J’étois dans cette perpléxité, lorsqu’un mouton plus blanc que la neige, enjolivé de rubans et de fleurs, vint me caresser; il étoit si doux et si prévenant que je le flatois avec plaisir, il paroissoit charmé de mes complaisances; mais quel fut mon étonnement, lorsqu’il me parla, et qu’il me dit: suivez-moi, Jeannette, je vais vous faire entrer dans un palais, où vous trouverez la félicité : hélas! repris-je, charmant mouton, comment cela se pourroit-il, (croyant qu’il me parloit de celui près duquel j’étois) j’en ai cherché vainement la porte: suivez-moi, continua-t’il, je vais vous la découvrir ; j’obéïs, et ce ne fut pas sans étonnement que nous laissâmes à côté le beau palais, où mes voeux aboutissoient. Je n’avois pas vû un corps de logis qui en étoit peu distant, et dont nous prenions le chemin; mais ce bâtiment étoit aussi affreux, que celui dont je viens de parler étoit beau: les murailles en étoient noires, et la porte extrêmement grande, par laquelle il entroit perpétuellement du monde, sans que j’en visse ressortir personne; ce coup d’oeil m’intimida, et je m’arrêtai: le beau mouton fit tout ce qu’il put pour m’engager à passer outre; ce n’est pas-là, répondis-je à ses discours flateurs, le beau palais; je ne veux pas entrer dans celui-ci.
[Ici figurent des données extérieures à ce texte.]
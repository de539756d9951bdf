use chrono::Utc;
use clap::Parser;
use std::path::{Path, PathBuf};

mod cli;
mod config;
mod errors;
mod extract;
mod handoff;
mod identity;
mod log;
mod prompt;
mod provider;
mod session;
mod settings;
mod ux;
mod wire;

use handoff::Brief;
use identity::ProjectIdGenerator;
use provider::DynClient;
use session::Session;
use settings::{SettingEdit, SettingsStore};

/// Per-run wiring shared by every turn.
struct Driver {
    client: DynClient,
    ids: ProjectIdGenerator,
    /// Concept seed for derived ids; may be empty.
    id_seed: String,
    /// True while the project id is derived. A user-given id pins it.
    derive_id: bool,
    out_dir: PathBuf,
    save_artifacts: bool,
    progress: bool,
    interactive: bool,
    translate: bool,
}

impl Driver {
    /// Re-derive the project id from the current region/city and today's UTC date.
    fn refresh_project_id(&self, session: &mut Session) {
        if self.derive_id {
            let s = session.settings.current();
            let id = self.ids.generate(s.region.as_str(), &s.city, &self.id_seed, Utc::now().date_naive());
            if session.settings.apply(SettingEdit::ProjectId(id)) {
                tracing::info!(project_id = %session.settings.current().project_id, "project id updated");
            }
        }
    }

    /// Returns false when the model call failed; the session is then unchanged.
    async fn turn(&self, session: &mut Session, direction: &str) -> bool {
        self.refresh_project_id(session);

        let pb = ux::spinner(self.progress, &format!("waiting for {}", self.client.model()));
        let result = session.turn(self.client.as_ref(), direction, self.translate).await;
        pb.finish_and_clear();

        let outcome = match result {
            Ok(o) => o,
            Err(e) => {
                ux::print_error(&e.to_string());
                ux::print_warning("nothing was recorded for this turn; you can retry the same input");
                return false;
            }
        };
        ux::show_reply(&outcome);

        if self.save_artifacts {
            match log::save_turn(&self.out_dir, session.id, &outcome) {
                Ok(saved) => log::print_saved_paths(&saved),
                Err(e) => ux::print_warning(&format!("could not save artifacts: {e:#}")),
            }
        }

        if let Some(payload) = &outcome.extraction.payload {
            let built = handoff::build(
                session.settings.current(),
                &session.scene_overrides(),
                &session.brief,
                payload,
                Utc::now(),
            );
            match built {
                Ok(doc) => {
                    ux::show_document(&doc);
                    self.write_document(&doc);
                }
                Err(e) => ux::print_error(&e.to_string()),
            }
        }
        true
    }

    /// An explicit id stops derivation; clearing it resumes derivation when a seed exists.
    fn pin_project_id(&mut self, id: &str) {
        self.derive_id = id.is_empty() && !self.id_seed.is_empty();
        if !self.derive_id && id.is_empty() {
            ux::print_warning("project id is empty; no hand-off document will be written");
        }
    }

    fn write_document(&self, doc: &handoff::HandoffDocument) {
        let target = self.out_dir.join(handoff::file_name(doc));
        if self.interactive && target.exists() && !ux::confirm(&format!("Overwrite {}?", target.display())) {
            println!("kept existing {}", target.display());
            return;
        }
        match handoff::write(doc, &self.out_dir) {
            Ok(p) => println!("saved {}", p.display()),
            Err(e) => ux::print_error(&format!("could not write hand-off document: {e:#}")),
        }
    }
}

fn handle_command(driver: &mut Driver, session: &mut Session, line: &str) -> bool {
    let (cmd, rest) = line.split_once(' ').unwrap_or((line, ""));
    match cmd {
        "/quit" | "/exit" => return false,
        "/help" => ux::print_help(),
        "/show" => {
            ux::show_settings(session.settings.current(), &[]);
            ux::show_overrides(&session.scene_overrides());
        }
        "/translate" => {
            driver.translate = !driver.translate;
            println!("translation {}", if driver.translate { "on" } else { "off" });
        }
        "/set" => {
            let Some((key, value)) = rest.split_once('=') else {
                ux::print_error("usage: /set key=value");
                return true;
            };
            match SettingEdit::parse(key, value) {
                Ok(edit) => {
                    if let SettingEdit::ProjectId(id) = &edit {
                        driver.pin_project_id(id);
                    }
                    if session.settings.apply(edit) {
                        ux::show_settings(session.settings.current(), &session.settings.highlighted());
                        ux::show_overrides(&session.scene_overrides());
                    } else {
                        println!("(no change)");
                    }
                }
                Err(e) => ux::print_error(&e.to_string()),
            }
        }
        other => {
            ux::print_error(&format!("unknown command {other}"));
            ux::print_help();
        }
    }
    true
}

#[tokio::main]
async fn main() -> anyhow::Result<()> {
    let args = cli::Args::parse();
    log::init_tracing(args.debug);

    let mut cfg = match &args.config {
        Some(p) => config::Config::load(Path::new(p))?,
        None => config::Config::default(),
    };
    if let Some(p) = args.provider {
        cfg.provider = p;
    }
    if let Some(m) = &args.model {
        cfg.model = m.clone();
    }
    if let Some(t) = args.timeout_secs {
        cfg.timeout_secs = t;
    }

    let requested = args.settings();
    let store = SettingsStore::new(requested.clone());
    if store.current().city != requested.city {
        ux::print_warning(&format!(
            "'{}' is not offered for {}; using {}",
            requested.city,
            requested.region,
            store.current().city
        ));
    }

    let brief = Brief {
        concept: args.concept.clone(),
        concept_summary: args.concept_summary.clone(),
        biometric_ids: args.biometric_ids(),
    };

    let id_seed = identity::seed_from_concept(&brief.concept, &brief.concept_summary);
    let derive_id = store.current().project_id.trim().is_empty();
    if derive_id && id_seed.is_empty() {
        ux::print_error("provide --concept or --concept-summary, or an explicit --project-id");
        std::process::exit(2);
    }

    // Credentials are checked here, before any request is attempted.
    let client = match provider::make_client(&cfg) {
        Ok(c) => c,
        Err(e) => {
            ux::print_error(&e.to_string());
            std::process::exit(2);
        }
    };

    let mut session = Session::new(cfg.system_instruction(), store, brief, cfg.generation.clone());
    session.auto_overrides = args.auto_overrides;
    session.overrides_patch = args.overrides_patch();

    let mut driver = Driver {
        client,
        ids: ProjectIdGenerator::new(cfg.namespace.clone()),
        id_seed,
        derive_id,
        out_dir: PathBuf::from(args.out.clone().unwrap_or_else(|| cfg.out_dir.clone())),
        save_artifacts: args.save_artifacts,
        progress: args.progress,
        interactive: args.interactive,
        translate: args.translate,
    };
    driver.refresh_project_id(&mut session);
    tracing::debug!(session = %session.id, provider = ?cfg.provider, model = %cfg.model, "session started");

    ux::show_settings(session.settings.current(), &[]);
    ux::show_overrides(&session.scene_overrides());

    if !args.interactive {
        let direction = args.direction.clone().unwrap_or_default();
        if !driver.turn(&mut session, &direction).await {
            std::process::exit(1);
        }
        return Ok(());
    }

    if let Some(direction) = &args.direction {
        driver.turn(&mut session, direction).await;
    }
    ux::print_help();
    while let Some(line) = ux::read_line("direction> ") {
        let line = line.trim();
        if line.is_empty() {
            continue;
        }
        if line.starts_with('/') {
            if !handle_command(&mut driver, &mut session, line) {
                break;
            }
            continue;
        }
        driver.turn(&mut session, line).await;
    }
    tracing::info!(
        session = %session.id,
        turns = session.turns(),
        messages = session.conversation().messages.len(),
        "session closed"
    );
    Ok(())
}

#[cfg(test)]
mod tests {
    use super::*;
    use async_trait::async_trait;
    use crate::provider::ModelClient;
    use crate::settings::Settings;
    use crate::wire::{Conversation, GenerationConfig};

    struct Echo;

    #[async_trait]
    impl ModelClient for Echo {
        async fn send(&self, _c: &Conversation, _g: &GenerationConfig) -> anyhow::Result<String> {
            Ok("ok".into())
        }

        fn model(&self) -> &str {
            "echo"
        }
    }

    fn setup(project_id: &str) -> (Driver, Session) {
        let brief = Brief { concept: "camel coat".into(), ..Brief::default() };
        let id_seed = identity::seed_from_concept(&brief.concept, &brief.concept_summary);
        let store = SettingsStore::new(Settings { project_id: project_id.into(), ..Settings::default() });
        let driver = Driver {
            client: Box::new(Echo),
            ids: ProjectIdGenerator::default(),
            id_seed,
            derive_id: project_id.is_empty(),
            out_dir: PathBuf::from("."),
            save_artifacts: false,
            progress: false,
            interactive: true,
            translate: false,
        };
        let session = Session::new("system", store, brief, GenerationConfig::default());
        (driver, session)
    }

    #[test]
    fn derived_id_is_filled_in() {
        let (driver, mut session) = setup("");
        driver.refresh_project_id(&mut session);
        assert!(session.settings.current().project_id.starts_with(identity::DEFAULT_NAMESPACE));
    }

    #[test]
    fn edited_project_id_survives_refresh() {
        let (mut driver, mut session) = setup("");
        driver.refresh_project_id(&mut session);
        assert!(handle_command(&mut driver, &mut session, "/set project_id=MY_CAMPAIGN_ID"));
        driver.refresh_project_id(&mut session);
        assert_eq!(session.settings.current().project_id, "MY_CAMPAIGN_ID");
    }

    #[test]
    fn clearing_project_id_resumes_derivation() {
        let (mut driver, mut session) = setup("MY_CAMPAIGN_ID");
        driver.refresh_project_id(&mut session);
        assert_eq!(session.settings.current().project_id, "MY_CAMPAIGN_ID");
        handle_command(&mut driver, &mut session, "/set project_id=");
        driver.refresh_project_id(&mut session);
        assert!(session.settings.current().project_id.starts_with(identity::DEFAULT_NAMESPACE));
    }

    #[test]
    fn quit_ends_the_loop() {
        let (mut driver, mut session) = setup("");
        assert!(!handle_command(&mut driver, &mut session, "/quit"));
        assert!(handle_command(&mut driver, &mut session, "/translate"));
        assert!(driver.translate);
    }
}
Le mouton connoissant qu’il ne pouvoit rien gagner sur moi, se leva sur les pattes de derriére: puisque la douceur ne peut rien sur toi, il faut donc me montrer tel que je suis ; en prononçant ces mots, sa toison se changea en poil d’un brun roux extrêmement hérissé, ses yeux si doux s’allumérent et devinrent furieux. Qu’on juge de mon effroi! Je reconnus le monstre qui m’avoit poursuivie; il se jetta avec fureur sur moi, tout retentit de mes cris affreux. J’allois devenir sa proye, lorsqu’une voix perçante suspendit sa fureur: arrête ennemi fatal, s’écria-t’elle; Jeannette n’a pas voulu d’elle-même entrer dans ton palais: tu n’as plus aucun droit; retire-toi, ô vice, les épreuves suffisent; le mien sera dorénavant son azile . Ces mots prononcez, la même divinité, que j’avois vû dans les airs, s’est aparuë; elle se couvroit le visage, et sembloit se parer de la vûë du redoutable monstre. Elle me tendit la main, et me conduisit au palais desiré: nous y entrâmes par un petit escalier fort roide qui avoit échapé à mes recherches; je me trouvai bien-tôt dans un temple, tout y respiroit la douceur et la joïe, la vertu y présidoit; sa cour étoit peu nombreuse, mais choisie et brillante, l’on y goûtoit les plus solides plaisirs; cependant il me sembloit que j’y desirois quelques choses; mais, ô songe flateur, mes voeux furent bien-tôt comblez: la sagesse me prit par la main et me conduisit à l’autel: qui vois-je! Grand dieu! Le marquis mon amant! Nos mains ont été unies; mais, ô prodige! Une si grande douceur s’empara de mon ame à cet instant, que mon coeur n’y pouvant résister, je crus que je me mourrois, et je me réveillai en sursaut.